Secondary DNS with Hidden Master server

Secondary DNS can be used not only to combine two or more servers to work together, but it can be used to have a Hidden Master server where to manage all DNS zones, records and settings and the zones and changes to be propagated automatically to a public server which will face all the DNS traffic. Such configuration allows you to protect the backend hidden server from DDoS attacks or your domain names to be served only from a fast Anycast network, so the Unicast network connection of the Hidden Master server will not affect the global speed of the domain name.

What is a Hidden Master DNS server?

Hidden Master is a simple DNS configuration that prevents attacks on the Master DNS server. Usually, this server is not listed at the registrar or as an NS record in the DNS zone. This way, the Master DNS server is always protected, as nobody will be able to see that it exists. If something wrong happens to the Slave DNS server, there will be no impact on the Master DNS server. Optionally, it can be behind a Firewall.

How to use Hidden Master with ClouDNS?

Here's a step-by-step guide on how to use a Hidden Master DNS server with ClouDNS:

1. Create NS records in your Master DNS zone for the name servers available to you at ClouDNS. These servers are listed in the pop-up window when you click on "available name servers" on your Dashboard page - DNS hosting section, right next to the "create zone" button. You must make sure that there are no NS records for your Master DNS server in your DNS zone. 
2. Create all other records in your Master DNS zone after creating the NS records.
3. Log in to your profile and create a Slave DNS zone.
4. Once the zone is created and you have entered the IP address of your Master DNS server, you must click on "Primary Settings" on the DNS zone management page. 
5. You have to allow zone transfer and notify on your Master DNS server for the listed IP addresses. If you are using BIND, you can simply copy and paste the suggested configuration into your zone file.
6. After you complete the steps above, you can check the SOA serial on your Master DNS server. Then, you can click on SOA next to your DNS zone in your Dashboard. If the SOA serials match, your DNS zone is synchronized, and you have a Hidden Master DNS server configuration.
7. In case your Master DNS server is behind a Firewall, please allow connection from the IP addresses of ClouDNS name servers.

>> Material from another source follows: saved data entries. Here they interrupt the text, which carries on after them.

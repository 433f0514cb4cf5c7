use std::net::SocketAddr;

use axum::http::HeaderValue;
use env_helpers::{get_env, get_env_default};
use secrecy::SecretString;

pub struct AppConfig {
    pub bind_addr: SocketAddr,
    pub database_url: String,
    pub cors_origin: HeaderValue,
    /// Settlement currency for every charge this deployment creates.
    pub currency: String,
    /// Gateway credentials. A gateway with no secret runs in mock mode:
    /// intent creation settles inline through the same claim path a real
    /// webhook would take.
    pub tap_secret_key: Option<SecretString>,
    pub tap_webhook_key: Option<SecretString>,
    pub tabby_secret_key: Option<SecretString>,
    pub tamara_api_token: Option<SecretString>,
    /// Failed recurring charges tolerated before a subscription is
    /// parked as past_due.
    pub subscription_retry_attempts: i32,
    /// Billing scheduler tick. Cycles are monthly, so hourly polling is
    /// already generous; the invoice-uniqueness guard keeps overlapping
    /// sweeps safe regardless.
    pub billing_poll_interval_secs: u64,
}

fn optional_secret(name: &str) -> Option<SecretString> {
    std::env::var(name)
        .ok()
        .filter(|value| !value.trim().is_empty())
        .map(|value| SecretString::new(value.into()))
}

impl AppConfig {
    pub fn from_env() -> Self {
        let bind_addr: SocketAddr = get_env_default("BIND_ADDR", "127.0.0.1:3001".parse().unwrap());
        let database_url: String = get_env("DATABASE_URL");
        let cors_origin: HeaderValue =
            get_env_default("CORS_ORIGIN", String::from("http://localhost:3000"))
                .parse()
                .expect("CORS_ORIGIN must be a valid header value");
        let currency: String = get_env_default("CURRENCY", String::from("SAR"));

        let subscription_retry_attempts: i32 = get_env_default("SUBSCRIPTION_RETRY_ATTEMPTS", 3);
        let billing_poll_interval_secs: u64 = get_env_default("BILLING_POLL_INTERVAL_SECS", 3600);

        Self {
            bind_addr,
            database_url,
            cors_origin,
            currency,
            tap_secret_key: optional_secret("TAP_SECRET_KEY"),
            tap_webhook_key: optional_secret("TAP_WEBHOOK_KEY"),
            tabby_secret_key: optional_secret("TABBY_SECRET_KEY"),
            tamara_api_token: optional_secret("TAMARA_API_TOKEN"),
            subscription_retry_attempts,
            billing_poll_interval_secs,
        }
    }
}
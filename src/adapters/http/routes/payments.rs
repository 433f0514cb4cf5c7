use axum::{
    extract::{Path, State},
    routing::{get, post},
    Json, Router,
};
use serde::Deserialize;
use uuid::Uuid;

use crate::{
    adapters::http::app_state::AppState,
    app_error::{AppError, AppResult},
    domain::entities::{
        gateway::Gateway,
        membership::MembershipCycle,
        payment_intent::{Actor, PaymentIntent},
    },
};

pub fn router() -> Router<AppState> {
    Router::new()
        .route("/cart", post(create_cart_intent))
        .route("/voucher", post(create_voucher_intent))
        .route("/membership", post(create_membership_intent))
        .route("/{id}", get(poll_intent))
        .route("/{id}/cancel", post(cancel_intent))
}

/// Exactly one of `user_id` / `session_id`.
#[derive(Debug, Deserialize)]
struct ActorParams {
    user_id: Option<Uuid>,
    session_id: Option<String>,
}

impl ActorParams {
    fn into_actor(self) -> AppResult<Actor> {
        Actor::from_columns(self.user_id, self.session_id).ok_or_else(|| {
            AppError::Validation("exactly one of user_id or session_id is required".into())
        })
    }
}

#[derive(Debug, Deserialize)]
struct CartIntentRequest {
    #[serde(flatten)]
    actor: ActorParams,
    gateway: Gateway,
}

async fn create_cart_intent(
    State(state): State<AppState>,
    Json(body): Json<CartIntentRequest>,
) -> AppResult<Json<PaymentIntent>> {
    let actor = body.actor.into_actor()?;
    let intent = state.payments.create_cart_intent(actor, body.gateway).await?;
    Ok(Json(intent))
}

#[derive(Debug, Deserialize)]
struct VoucherIntentRequest {
    user_id: Uuid,
    provider_id: Uuid,
    face_value_cents: i64,
    gateway: Gateway,
}

async fn create_voucher_intent(
    State(state): State<AppState>,
    Json(body): Json<VoucherIntentRequest>,
) -> AppResult<Json<PaymentIntent>> {
    let intent = state
        .payments
        .create_voucher_intent(body.user_id, body.provider_id, body.face_value_cents, body.gateway)
        .await?;
    Ok(Json(intent))
}

#[derive(Debug, Deserialize)]
struct MembershipIntentRequest {
    user_id: Uuid,
    plan_id: Uuid,
    cycle: MembershipCycle,
    gateway: Gateway,
}

async fn create_membership_intent(
    State(state): State<AppState>,
    Json(body): Json<MembershipIntentRequest>,
) -> AppResult<Json<PaymentIntent>> {
    let intent = state
        .payments
        .create_membership_intent(body.user_id, body.plan_id, body.cycle, body.gateway)
        .await?;
    Ok(Json(intent))
}

/// Clients poll here while an async gateway flow (card 3-D-Secure, BNPL
/// approval) is in flight; the webhook and this poll converge on the same
/// terminal state.
async fn poll_intent(
    State(state): State<AppState>,
    Path(id): Path<Uuid>,
) -> AppResult<Json<PaymentIntent>> {
    let intent = state.payments.poll(id).await?;
    Ok(Json(intent))
}

async fn cancel_intent(
    State(state): State<AppState>,
    Path(id): Path<Uuid>,
) -> AppResult<Json<serde_json::Value>> {
    state.payments.cancel(id).await?;
    Ok(Json(serde_json::json!({ "cancelled": true })))
}
//! Builders for fully-populated test entities.

use chrono::Utc;
use uuid::Uuid;

use crate::{
    application::ports::payment_gateway::GatewayNotification,
    domain::entities::{
        cart::CartItem,
        gateway::{Gateway, NotificationOutcome},
        membership::MembershipPlan,
        order::{Order, OrderItem, OrderStatus, PaymentLink},
        payment_intent::Actor,
        provider::ProviderProfile,
        voucher::{Voucher, VoucherStatus},
    },
};

pub fn provider(voucher_discount_percent: Option<i32>) -> ProviderProfile {
    ProviderProfile {
        id: Uuid::new_v4(),
        name: "Cafe Najd".into(),
        logo_url: "https://cdn.example/najd.png".into(),
        voucher_discount_percent,
        is_active: true,
    }
}

pub fn plan(monthly_price_cents: i64, yearly_price_cents: i64) -> MembershipPlan {
    MembershipPlan {
        id: Uuid::new_v4(),
        name: "Gold".into(),
        image_url: String::new(),
        monthly_price_cents,
        yearly_price_cents,
        is_active: true,
    }
}

pub fn cart_item(provider_id: Uuid, price_cents: i64, quantity: i32) -> CartItem {
    CartItem {
        product_id: Uuid::new_v4(),
        provider_id,
        name: "Karak tea".into(),
        image_url: String::new(),
        price_cents,
        quantity,
    }
}

pub fn order(provider_id: Uuid) -> Order {
    let now = Utc::now();
    Order {
        id: Uuid::new_v4(),
        actor: Actor::User(Uuid::new_v4()),
        provider_id,
        items: vec![OrderItem {
            product_id: Uuid::new_v4(),
            name: "Karak tea".into(),
            image_url: String::new(),
            price_cents: 700,
            quantity: 2,
        }],
        total_cents: 1400,
        payment: PaymentLink {
            gateway: Gateway::Tap,
            payment_intent_id: Uuid::new_v4(),
            paid_at: now,
        },
        status: OrderStatus::Pending,
        cancel_reason: None,
        expires_at: Order::default_expiry(now),
        created_at: now,
    }
}

pub fn unused_voucher() -> Voucher {
    Voucher {
        id: Uuid::new_v4(),
        provider_id: Uuid::new_v4(),
        owner_user_id: Uuid::new_v4(),
        name: "Cafe Najd SAR500 voucher".into(),
        provider_name: "Cafe Najd".into(),
        logo_url: String::new(),
        currency: "SAR".into(),
        face_value_cents: 50_000,
        price_cents: 45_000,
        status: VoucherStatus::Unused,
        valid_until: None,
        code: None,
        code_issued_at: None,
        code_expires_at: None,
        redeemed_at: None,
        purchased_at: Utc::now(),
    }
}

pub fn success_notification(external_reference: &str) -> GatewayNotification {
    GatewayNotification {
        external_reference: external_reference.to_string(),
        outcome: NotificationOutcome::Success,
        idempotency_key: format!("{}:success", external_reference),
    }
}

pub fn failure_notification(external_reference: &str) -> GatewayNotification {
    GatewayNotification {
        external_reference: external_reference.to_string(),
        outcome: NotificationOutcome::Failure,
        idempotency_key: format!("{}:failure", external_reference),
    }
}
use async_trait::async_trait;
use secrecy::{ExposeSecret, SecretString};
use std::time::Duration;

use crate::{
    app_error::{AppError, AppResult},
    application::ports::payment_gateway::{
        ChargeReceipt, ChargeRequest, GatewayNotification, PaymentGatewayPort, TokenCharge,
    },
    domain::entities::gateway::{Gateway, NotificationOutcome, PaymentMode},
};

const TABBY_API_BASE: &str = "https://api.tabby.ai/api/v2";
const HTTP_TIMEOUT_SECS: u64 = 15;

/// Tabby BNPL gateway. Checkout-redirect only; no stored-token charges.
pub struct TabbyGateway {
    client: reqwest::Client,
    secret_key: SecretString,
    base_url: String,
}

impl TabbyGateway {
    pub fn new(secret_key: SecretString) -> Self {
        let client = reqwest::Client::builder()
            .timeout(Duration::from_secs(HTTP_TIMEOUT_SECS))
            .build()
            .expect("failed to build reqwest client");
        Self {
            client,
            secret_key,
            base_url: TABBY_API_BASE.to_string(),
        }
    }
}

fn cents_to_major_string(amount_cents: i64) -> String {
    format!("{}.{:02}", amount_cents / 100, amount_cents % 100)
}

#[async_trait]
impl PaymentGatewayPort for TabbyGateway {
    fn gateway(&self) -> Gateway {
        Gateway::Tabby
    }

    fn mode(&self) -> PaymentMode {
        PaymentMode::Live
    }

    async fn create_charge(&self, request: &ChargeRequest) -> AppResult<ChargeReceipt> {
        let response = self
            .client
            .post(format!("{}/checkout", self.base_url))
            .bearer_auth(self.secret_key.expose_secret())
            .json(&serde_json::json!({
                "payment": {
                    "amount": cents_to_major_string(request.amount_cents),
                    "currency": request.currency,
                    "description": request.description,
                },
                "reference_id": request.intent_id.to_string(),
            }))
            .send()
            .await
            .map_err(|e| AppError::Gateway(format!("tabby request failed: {}", e)))?;

        if !response.status().is_success() {
            return Err(AppError::Gateway(format!(
                "tabby checkout rejected with HTTP {}",
                response.status()
            )));
        }
        let payload: serde_json::Value = response
            .json()
            .await
            .map_err(|e| AppError::Gateway(format!("tabby returned invalid JSON: {}", e)))?;
        let external_reference = payload["payment"]["id"]
            .as_str()
            .or_else(|| payload["id"].as_str())
            .map(str::to_string)
            .ok_or_else(|| AppError::Gateway("tabby response missing payment id".into()))?;

        tracing::info!(
            intent_id = %request.intent_id,
            external_reference = %external_reference,
            "Tabby checkout created"
        );
        Ok(ChargeReceipt {
            external_reference,
            settled: None,
        })
    }

    async fn charge_token(
        &self,
        _card_token: &str,
        _amount_cents: i64,
        _currency: &str,
    ) -> AppResult<TokenCharge> {
        Err(AppError::Gateway(
            "tabby does not support token charges".into(),
        ))
    }

    async fn refund(&self, external_reference: &str, amount_cents: i64) -> AppResult<()> {
        let response = self
            .client
            .post(format!(
                "{}/payments/{}/refunds",
                self.base_url, external_reference
            ))
            .bearer_auth(self.secret_key.expose_secret())
            .json(&serde_json::json!({
                "amount": cents_to_major_string(amount_cents),
            }))
            .send()
            .await
            .map_err(|e| AppError::Gateway(format!("tabby refund failed: {}", e)))?;

        if !response.status().is_success() {
            return Err(AppError::Gateway(format!(
                "tabby refund rejected with HTTP {}",
                response.status()
            )));
        }
        tracing::info!(external_reference = %external_reference, "Tabby refund issued");
        Ok(())
    }

    fn parse_notification(
        &self,
        payload: &serde_json::Value,
    ) -> AppResult<Option<GatewayNotification>> {
        let external_reference = payload["id"]
            .as_str()
            .ok_or_else(|| AppError::Validation("tabby notification missing payment id".into()))?
            .to_string();
        let status = payload["status"].as_str().unwrap_or("").to_lowercase();

        let outcome = match status.as_str() {
            "authorized" | "captured" | "closed_captured" => NotificationOutcome::Success,
            "rejected" | "expired" | "closed" => NotificationOutcome::Failure,
            // "created" and other interim states carry no decision.
            _ => return Ok(None),
        };

        Ok(Some(GatewayNotification {
            idempotency_key: format!("{}:{}", external_reference, status),
            external_reference,
            outcome,
        }))
    }
}
use crate::app_error::{AppError, ErrorCode};
use axum::Json;
use axum::{
    http::StatusCode,
    response::{IntoResponse, Response},
};

impl IntoResponse for AppError {
    fn into_response(self) -> Response {
        // Log the error before it gets converted into a status response.
        tracing::error!(error = ?self, "Request failed");

        match self {
            AppError::Database(_) => error_resp(
                StatusCode::INTERNAL_SERVER_ERROR,
                ErrorCode::DatabaseError,
                None,
            ),
            AppError::Validation(msg) => {
                error_resp(StatusCode::BAD_REQUEST, ErrorCode::InvalidInput, Some(msg))
            }
            AppError::NotFound => error_resp(StatusCode::NOT_FOUND, ErrorCode::NotFound, None),
            AppError::Conflict(msg) => {
                error_resp(StatusCode::CONFLICT, ErrorCode::Conflict, Some(msg))
            }
            AppError::AlreadyRedeemed => {
                error_resp(StatusCode::CONFLICT, ErrorCode::AlreadyRedeemed, None)
            }
            AppError::CodeExpired => error_resp(StatusCode::GONE, ErrorCode::CodeExpired, None),
            AppError::Gateway(_) => error_resp(
                StatusCode::BAD_GATEWAY,
                ErrorCode::GatewayError,
                Some("payment gateway unavailable, try again".into()),
            ),
            AppError::PaymentDeclined(msg) => error_resp(
                StatusCode::PAYMENT_REQUIRED,
                ErrorCode::PaymentDeclined,
                Some(msg),
            ),
            AppError::Internal(_) => error_resp(
                StatusCode::INTERNAL_SERVER_ERROR,
                ErrorCode::InternalError,
                None,
            ),
        }
    }
}

fn error_resp(status: StatusCode, code: ErrorCode, message: Option<String>) -> Response {
    let body = match message {
        Some(msg) => serde_json::json!({ "code": code.as_str(), "message": msg }),
        None => serde_json::json!({ "code": code.as_str() }),
    };
    (status, Json(body)).into_response()
}
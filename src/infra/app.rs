use axum::{Router, http};
use http::header::{AUTHORIZATION, CONTENT_TYPE};
use tower_http::{cors::CorsLayer, set_header::SetResponseHeaderLayer, trace::TraceLayer};
use uuid::Uuid;

use crate::{
    adapters::{self, http::app_state::AppState},
    infra::setup::init_tracing,
};

pub fn create_app(app_state: AppState) -> Router {
    init_tracing();

    let cors = CorsLayer::new()
        .allow_origin(app_state.config.cors_origin.clone())
        .allow_methods([
            http::Method::GET,
            http::Method::POST,
            http::Method::PATCH,
        ])
        .allow_headers([CONTENT_TYPE, AUTHORIZATION]);

    Router::new()
        .nest("/api", adapters::http::routes::router())
        .with_state(app_state)
        .layer(cors)
        .layer(SetResponseHeaderLayer::if_not_present(
            http::header::X_CONTENT_TYPE_OPTIONS,
            http::HeaderValue::from_static("nosniff"),
        ))
        .layer(
            TraceLayer::new_for_http().make_span_with(|request: &http::Request<_>| {
                let request_id = Uuid::new_v4();
                tracing::info_span!(
                    "http-request",
                    method = %request.method(),
                    uri = %request.uri(),
                    version = ?request.version(),
                    request_id = %request_id
                )
            }),
        )
}
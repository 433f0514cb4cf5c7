use async_trait::async_trait;
use chrono::{DateTime, Utc};
use sqlx::Row;
use uuid::Uuid;

use crate::{
    adapters::persistence::PostgresPersistence,
    app_error::{AppError, AppResult},
    application::use_cases::voucher_qr::{NewOwnedVoucher, VoucherRepo},
    domain::entities::voucher::Voucher,
};

const SELECT_COLS: &str = r#"
    id, provider_id, owner_user_id, name, provider_name, logo_url, currency,
    face_value_cents, price_cents, status, valid_until,
    code, code_issued_at, code_expires_at, redeemed_at, purchased_at
"#;

fn row_to_voucher(row: &sqlx::postgres::PgRow) -> Voucher {
    Voucher {
        id: row.get("id"),
        provider_id: row.get("provider_id"),
        owner_user_id: row.get("owner_user_id"),
        name: row.get("name"),
        provider_name: row.get("provider_name"),
        logo_url: row.get("logo_url"),
        currency: row.get("currency"),
        face_value_cents: row.get("face_value_cents"),
        price_cents: row.get("price_cents"),
        status: row.get("status"),
        valid_until: row.get("valid_until"),
        code: row.get("code"),
        code_issued_at: row.get("code_issued_at"),
        code_expires_at: row.get("code_expires_at"),
        redeemed_at: row.get("redeemed_at"),
        purchased_at: row.get("purchased_at"),
    }
}

#[async_trait]
impl VoucherRepo for PostgresPersistence {
    async fn create_owned(&self, input: &NewOwnedVoucher) -> AppResult<Voucher> {
        let id = Uuid::new_v4();
        let row = sqlx::query(&format!(
            r#"
            INSERT INTO vouchers
                (id, provider_id, owner_user_id, name, provider_name, logo_url, currency,
                 face_value_cents, price_cents, status, valid_until, purchased_at)
            VALUES ($1, $2, $3, $4, $5, $6, $7, $8, $9, 'unused', $10, CURRENT_TIMESTAMP)
            RETURNING {}
            "#,
            SELECT_COLS
        ))
        .bind(id)
        .bind(input.provider_id)
        .bind(input.owner_user_id)
        .bind(&input.name)
        .bind(&input.provider_name)
        .bind(&input.logo_url)
        .bind(&input.currency)
        .bind(input.face_value_cents)
        .bind(input.price_cents)
        .bind(input.valid_until)
        .fetch_one(self.pool())
        .await
        .map_err(AppError::from)?;
        Ok(row_to_voucher(&row))
    }

    async fn get(&self, id: Uuid) -> AppResult<Option<Voucher>> {
        let row = sqlx::query(&format!("SELECT {} FROM vouchers WHERE id = $1", SELECT_COLS))
            .bind(id)
            .fetch_optional(self.pool())
            .await
            .map_err(AppError::from)?;
        Ok(row.as_ref().map(row_to_voucher))
    }

    async fn find_by_code(&self, code: &str) -> AppResult<Option<Voucher>> {
        let row = sqlx::query(&format!(
            "SELECT {} FROM vouchers WHERE code = $1",
            SELECT_COLS
        ))
        .bind(code)
        .fetch_optional(self.pool())
        .await
        .map_err(AppError::from)?;
        Ok(row.as_ref().map(row_to_voucher))
    }

    async fn set_code(
        &self,
        id: Uuid,
        code: &str,
        issued_at: DateTime<Utc>,
        expires_at: DateTime<Utc>,
    ) -> AppResult<()> {
        sqlx::query(
            r#"
            UPDATE vouchers
            SET code = $2, code_issued_at = $3, code_expires_at = $4
            WHERE id = $1
            "#,
        )
        .bind(id)
        .bind(code)
        .bind(issued_at)
        .bind(expires_at)
        .execute(self.pool())
        .await
        .map_err(AppError::from)?;
        Ok(())
    }

    // One conditional update; two near-simultaneous scans of the same
    // code can never both match the unused row.
    async fn redeem_code(&self, code: &str, now: DateTime<Utc>) -> AppResult<Option<Voucher>> {
        let row = sqlx::query(&format!(
            r#"
            UPDATE vouchers
            SET status = 'redeemed', redeemed_at = $2
            WHERE code = $1 AND status = 'unused' AND code_expires_at > $2
            RETURNING {}
            "#,
            SELECT_COLS
        ))
        .bind(code)
        .bind(now)
        .fetch_optional(self.pool())
        .await
        .map_err(AppError::from)?;
        Ok(row.as_ref().map(row_to_voucher))
    }

    async fn list_by_owner(&self, owner_user_id: Uuid) -> AppResult<Vec<Voucher>> {
        let rows = sqlx::query(&format!(
            "SELECT {} FROM vouchers WHERE owner_user_id = $1 ORDER BY purchased_at DESC",
            SELECT_COLS
        ))
        .bind(owner_user_id)
        .fetch_all(self.pool())
        .await
        .map_err(AppError::from)?;
        Ok(rows.iter().map(row_to_voucher).collect())
    }
}
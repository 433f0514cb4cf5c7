use chrono::{DateTime, Utc};
use serde::{Deserialize, Serialize};
use strum::{AsRefStr, Display, EnumString};
use uuid::Uuid;

use crate::domain::entities::gateway::Gateway;
use crate::domain::entities::subscription::PendingPlanChange;

pub const DEFAULT_CURRENCY: &str = "SAR";

/// Lifecycle of a payment intent. `Pending` is the only non-terminal
/// state; once an intent is `Paid`, `Failed` or `Cancelled` it never
/// transitions again. The pending→paid move happens at most once, through
/// a single conditional update (see `PaymentIntentRepo::claim_paid`).
#[derive(
    Debug,
    Clone,
    Copy,
    PartialEq,
    Eq,
    Hash,
    Serialize,
    Deserialize,
    sqlx::Type,
    AsRefStr,
    Display,
    EnumString,
)]
#[sqlx(type_name = "intent_status", rename_all = "snake_case")]
#[serde(rename_all = "snake_case")]
#[strum(serialize_all = "snake_case", ascii_case_insensitive)]
#[derive(Default)]
pub enum IntentStatus {
    #[default]
    Pending,
    Paid,
    Failed,
    Cancelled,
}

impl IntentStatus {
    pub fn as_str(&self) -> &'static str {
        match self {
            IntentStatus::Pending => "pending",
            IntentStatus::Paid => "paid",
            IntentStatus::Failed => "failed",
            IntentStatus::Cancelled => "cancelled",
        }
    }

    pub fn is_terminal(&self) -> bool {
        !matches!(self, IntentStatus::Pending)
    }

    pub fn is_paid(&self) -> bool {
        matches!(self, IntentStatus::Paid)
    }
}

/// What the money is for. Chooses the fulfillment side effect the
/// finalizer produces once the intent is claimed.
#[derive(
    Debug,
    Clone,
    Copy,
    PartialEq,
    Eq,
    Hash,
    Serialize,
    Deserialize,
    sqlx::Type,
    AsRefStr,
    Display,
    EnumString,
)]
#[sqlx(type_name = "intent_kind", rename_all = "snake_case")]
#[serde(rename_all = "snake_case")]
#[strum(serialize_all = "snake_case", ascii_case_insensitive)]
pub enum IntentKind {
    /// Cart checkout or voucher purchase at a provider.
    ProviderPurchase,
    /// Membership plan purchase or renewal.
    MembershipPurchase,
    /// Recurring charge driven by the billing scheduler.
    SubscriptionCharge,
    /// Immediate prorated charge for a plan upgrade.
    UpgradeProration,
}

/// The paying party: a registered customer or a guest session.
/// Exactly one of the two, enforced at intent creation.
#[derive(Debug, Clone, PartialEq, Eq, Serialize, Deserialize)]
#[serde(rename_all = "snake_case")]
pub enum Actor {
    User(Uuid),
    Session(String),
}

impl Actor {
    /// Reassemble from the two nullable storage columns. `None` when both
    /// or neither are set.
    pub fn from_columns(user_id: Option<Uuid>, session_id: Option<String>) -> Option<Actor> {
        match (user_id, session_id) {
            (Some(user), None) => Some(Actor::User(user)),
            (None, Some(session)) => Some(Actor::Session(session)),
            _ => None,
        }
    }

    pub fn user_id(&self) -> Option<Uuid> {
        match self {
            Actor::User(id) => Some(*id),
            Actor::Session(_) => None,
        }
    }

    pub fn session_id(&self) -> Option<&str> {
        match self {
            Actor::User(_) => None,
            Actor::Session(id) => Some(id),
        }
    }
}

/// Embedded voucher data, present only on voucher purchases. Snapshotted
/// at intent creation so fulfillment does not depend on the provider
/// record staying unchanged while the charge is in flight.
#[derive(Debug, Clone, PartialEq, Serialize, Deserialize)]
pub struct VoucherPayload {
    pub face_value_cents: i64,
    pub discount_percent: i32,
    pub provider_name: String,
    pub logo_url: String,
}

/// One unit of money movement. Created pending by the purchase-initiation
/// flow, then owned by the finalizer until terminal.
#[derive(Debug, Clone, Serialize)]
pub struct PaymentIntent {
    pub id: Uuid,
    pub actor: Actor,
    pub provider_id: Option<Uuid>,
    pub kind: IntentKind,
    pub gateway: Gateway,
    pub amount_cents: i64,
    pub currency: String,
    /// Gateway-assigned charge/order id; null until the charge is created.
    pub external_reference: Option<String>,
    pub voucher_payload: Option<VoucherPayload>,
    pub membership_payment_id: Option<Uuid>,
    pub subscription_id: Option<Uuid>,
    /// Target plan for an `UpgradeProration` intent, applied when the
    /// intent settles.
    pub upgrade_to: Option<PendingPlanChange>,
    pub is_mock: bool,
    pub status: IntentStatus,
    pub paid_at: Option<DateTime<Utc>>,
    pub created_at: DateTime<Utc>,
    pub updated_at: DateTime<Utc>,
}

That's it! Follow these simple steps to use a Hidden Master DNS server with ClouDNS.

How to setup Secondary DNS with Hidden Master at ClouDNS - Step by Step

How to start?

1. Open an account from here 
2. Verify your e-mail address
3. Log into your control panel
4. Create a new Master DNS from the [add new] button - read more here
5. Setup Secondary DNS with Hidden Master server as it is described in this article

Secondary DNS Support

ClouDNS provides full support for Secondary DNS, which is available in the following plans from: 

• Premium DNS
• DDoS Protected DNS

Just write to our 24/7 Live chat Support, if you need any assistance with your Secondary DNS with Hidden Master server configuration.

FAQ

Question: How often do updates propagate from the Primary DNS server to the Secondary DNS servers?

Answer: The frequency of updates depends on the Time To Live (TTL) value set for the DNS records. Once the TTL value has expired, the Secondary DNS servers will check for updates from the Primary DNS server.

Question: Can Secondary DNS with Hidden Master server improve website performance?

Answer: Yes, it can improve website performance by distributing the load of DNS queries across multiple servers and reducing the response time.

Question: Is Secondary DNS with Hidden Master Server more secure than other DNS architectures?

Answer: Yes, using a Hidden Master server reduces the risk of attacks such as DNS cache poisoning or DNS amplification attacks, making it a more secure option for DNS management.

Question: What type of plan do I need to use Secondary DNS with a Hidden Master server?

Answer: Secondary DNS with Hidden Master server is a feature available in Premium DNS and DDoS Protected DNS plans offered by ClouDNS. These plans provide additional features and security measures to ensure the reliability and security of the DNS service.